Last updated on November 21, 2022
You can improve speed and save bandwidth by using GZIP compression in your express js application. GZIP actually decreases the downloadable amount of data for the user’s request.
Without GZIP compression, when you request a file like http://example.com/about.html, your browser talks to a web server and returns plain HTML without compression, if you enable GZIP compression the server will return a compressed version of data. Then the browser could download the zipped file, extract it, and then show it to the user. The amount of data that you download for the zipped version is lesser the plan version, which means you are saving bandwidth and download time, less user waiting time means faster page loading.
Express Js – GZIP compression
You can use the compression
middleware to enable GZIP which will support deflate,gzip compression schemes. This middleware will compact the JSON response and the entire static files response. First, let’s install it
npm install compression --save
After installing it, it will be necessary to include its middleware in the server.js or in our middleware list.

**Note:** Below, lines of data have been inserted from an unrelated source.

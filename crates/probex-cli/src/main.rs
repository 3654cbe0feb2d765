//! CLI application for probate petition field extraction.

mod commands;

use clap::{Parser, Subcommand};
use tracing::Level;
use tracing_subscriber::FmtSubscriber;

use commands::{batch, config, process};

/// Probate petition extraction - pull the key fields out of petition PDFs
#[derive(Parser)]
#[command(name = "probex")]
#[command(author, version, about, long_about = None)]
struct Cli {
    /// Enable verbose output
    #[arg(short, long, action = clap::ArgAction::Count)]
    verbose: u8,

    /// Path to config file
    #[arg(short, long, global = true)]
    config: Option<String>,

    #[command(subcommand)]
    command: Commands,
}

#[derive(Subcommand)]
enum Commands {
    /// Process a single petition file
    Process(process::ProcessArgs),

    /// Process every PDF in a directory into one CSV
    Batch(batch::BatchArgs),

    /// Manage configuration
    Config(config::ConfigArgs),
}

#[tokio::main]
async fn main() -> anyhow::Result<()> {
    let cli = Cli::parse();

    // Set up logging based on verbosity
    let level = match cli.verbose {
        0 => Level::WARN,
        1 => Level::INFO,
        2 => Level::DEBUG,
        _ => Level::TRACE,
    };

    let subscriber = FmtSubscriber::builder()
        .with_max_level(level)
        .with_target(false)
        .with_writer(std::io::stderr)
        .finish();

    tracing::subscriber::set_global_default(subscriber)?;

    match cli.command {
        Commands::Process(args) => process::run(args, cli.config.as_deref()).await,
        Commands::Batch(args) => batch::run(args, cli.config.as_deref()).await,
        Commands::Config(args) => config::run(args, cli.config.as_deref()).await,
    }
}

const express = require('express');
const compression = require('compression')
const app = express();
let oneYear = 1 * 365 * 24 * 60 * 60 * 1000;
// compress all responses
app.use(compression());
// Caches the static files for a year.
app.use('/', express.static(__dirname + '/public/', { maxAge: oneYear }));
app.get('/',function(req,res){
res.send('hello world');
});
app.listen(8080,function(){
console.log('project started');
});
you can start the server by running
npm server.js
Now head over to http://localhost:8080
, you can see that the page was served gzipped via the Content-Encoding: gzip
header. You can verify the static assets cache by observing the following, for the first time page should have 200 response, for page refresh (ctrl + R) it should have a 304 response code, for doing the hard refresh (ctrl + shift + R) it should show 200 response.